Nur fünf Jahre später trat der erste große Schaden wegen eindringender Nässe auf. Der Bau von Rigolen im Vorbereich des Krematoriums hielt dem Wasser nicht lange stand. 2011 wurde der nächste große Schaden nach begonnener notwendiger Ausmauerung des Ofens festgestellt. Im Dezember des selben Jahres wurde der Betrieb eingestellt.

Eine Sanierung des Krematoriums zur Wiederaufnahme des Betriebes wird es laut Visser wohl nicht geben. Selbst wenn ausreichend Geld im siebenstelligen Bereich zur Verfügung stünde. „Der Betrieb mit nur einem Ofen ist wirtschaftlich gar nicht darstellbar und nicht mehr konkurrenzfähig.“

Das älteste Krematorium am Niederrhein war ursprünglich für 30 Einäscherungen pro Jahr ausgerichtet, bis 1942 gab es dort 130 im Jahr. Zuletzt wurden dort bis 2011 jährlich 1300 Einäscherungen durchgeführt. Visser: „Und die heute angefahrenen Krematorien in Willich und Venlo sind nicht weit.“

Umso denkbarer ist die Umnutzung zum Kolumbarium. In der Machbarkeitsstudie werden drei Ansätze vorgestellt. Von der Nutzung der bestehenden Flächen mit Platz für 3910 Urnen (mit Doppelgräbern entlang der Wand, freistehend und Familiengräbern) bis hin zu insgesamt 6178 Urnen bei Entkernen des Gebäudes und Einbau von vier neuen Ebenen. Bei einer weiteren Variante würden die Untergeschosse verfüllt, das Erdgeschoss für 1360 Urnen genutzt und zusätzlich im Außenbereich Platz für weitere 2000 Urnen geschaffen.

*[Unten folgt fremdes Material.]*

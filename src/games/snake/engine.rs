//! Tick-driven motion engine.

use super::body::Body;
use super::heading::Heading;
use crate::config::MotionConfig;
use crate::games::grid::{Lattice, Point};
use serde::{Deserialize, Serialize};
use tracing::{debug, info, instrument};

/// Status of a motion-mode session.
#[derive(Debug, Clone, Copy, PartialEq, Eq, Hash, Serialize, Deserialize, strum::Display)]
pub enum MotionStatus {
    /// Ticks advance the body.
    Running,
    /// The head tried to leave the playfield. Terminal until reset.
    Collided,
}

/// Notification emitted after every tick.
#[derive(Debug, Clone, PartialEq, Eq, Serialize, Deserialize)]
pub struct MotionUpdate {
    /// Body positions, tail first.
    pub body: Vec<Point>,
    /// Status after the tick.
    pub status: MotionStatus,
    /// Heading the tick was taken in.
    pub heading: Heading,
    /// Ticks taken since the last reset.
    pub ticks: u64,
}

/// Tick-driven movement on a bounded lattice.
///
/// Only boundary collisions end a session; the head passing over its own
/// body is not detected.
#[derive(Debug, Clone)]
pub struct MotionEngine {
    config: MotionConfig,
    lattice: Lattice,
    body: Body,
    heading: Heading,
    pending: Option<Heading>,
    status: MotionStatus,
    ticks: u64,
}

impl MotionEngine {
    /// Creates an engine with the configured starting body.
    #[instrument]
    pub fn new(config: MotionConfig) -> Self {
        Self {
            lattice: config.lattice(),
            body: config.initial_body(),
            heading: *config.heading(),
            pending: None,
            status: MotionStatus::Running,
            ticks: 0,
            config,
        }
    }

    /// Restores the starting body, heading and status. Any buffered
    /// heading is discarded.
    #[instrument(skip(self), fields(ticks = self.ticks))]
    pub fn reset(&mut self) -> MotionUpdate {
        info!("Resetting motion engine");
        *self = Self::new(self.config);
        self.update()
    }

    /// Returns the body.
    pub fn body(&self) -> &Body {
        &self.body
    }

    /// Returns the playfield bounds.
    pub fn lattice(&self) -> Lattice {
        self.lattice
    }

    /// Heading used by the last tick.
    pub fn heading(&self) -> Heading {
        self.heading
    }

    /// Heading waiting for the next tick, if any.
    pub fn pending_heading(&self) -> Option<Heading> {
        self.pending
    }

    /// Returns the status.
    pub fn status(&self) -> MotionStatus {
        self.status
    }

    /// Ticks taken since the last reset.
    pub fn ticks(&self) -> u64 {
        self.ticks
    }

    /// Buffers a heading for the next tick. The last call before a tick
    /// wins.
    ///
    /// A heading opposite to the committed one is refused while the body
    /// is longer than one segment, since the head would turn straight
    /// into its neck. Returns whether the heading was accepted.
    #[instrument(skip(self), fields(committed = %self.heading))]
    pub fn set_heading(&mut self, heading: Heading) -> bool {
        if self.status == MotionStatus::Collided {
            debug!("Ignoring heading change after collision");
            return false;
        }
        if self.body.len() > 1 && heading.is_opposite(self.heading) {
            debug!("Refusing reversal");
            return false;
        }
        self.pending = Some(heading);
        true
    }

    /// Advances the body one step in the buffered heading.
    ///
    /// When the new head would leave the playfield the status becomes
    /// [`MotionStatus::Collided`] and the body stays where it was. Once
    /// collided, ticks do nothing.
    #[instrument(skip(self), fields(tick = self.ticks))]
    pub fn tick(&mut self) -> MotionUpdate {
        if self.status == MotionStatus::Collided {
            return self.update();
        }

        if let Some(heading) = self.pending.take() {
            self.heading = heading;
        }

        let (dx, dy) = self.heading.delta();
        let step = self.lattice.step;
        let new_head = dx
            .checked_mul(step)
            .zip(dy.checked_mul(step))
            .and_then(|(dx, dy)| self.body.head().moved_by(dx, dy));
        self.ticks += 1;

        if let Some(new_head) = new_head.filter(|p| self.lattice.contains(*p)) {
            self.body.advance(new_head);
            debug!(head = %new_head, heading = %self.heading, "Body advanced");
        } else {
            self.status = MotionStatus::Collided;
            info!(
                head = %self.body.head(),
                heading = %self.heading,
                "Head left the playfield"
            );
        }

        self.update()
    }

    /// Snapshot of the current state for the rendering collaborator.
    pub fn update(&self) -> MotionUpdate {
        MotionUpdate {
            body: self.body.to_vec(),
            status: self.status,
            heading: self.heading,
            ticks: self.ticks,
        }
    }
}

impl Default for MotionEngine {
    fn default() -> Self {
        Self::new(MotionConfig::default())
    }
}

Über mögliche Kosten kann Visser derzeit noch nichts sagen. Das hänge von der gewählten Variante ab. Sicher ist aber, dass der Rat und der Verwaltungsrat des neuen kommunalen Betriebes die Entscheidung darüber fällen müssen. Fördergelder seien nicht zu erwarten, weil Friedhöfe über Gebühren finanziert sein müssen.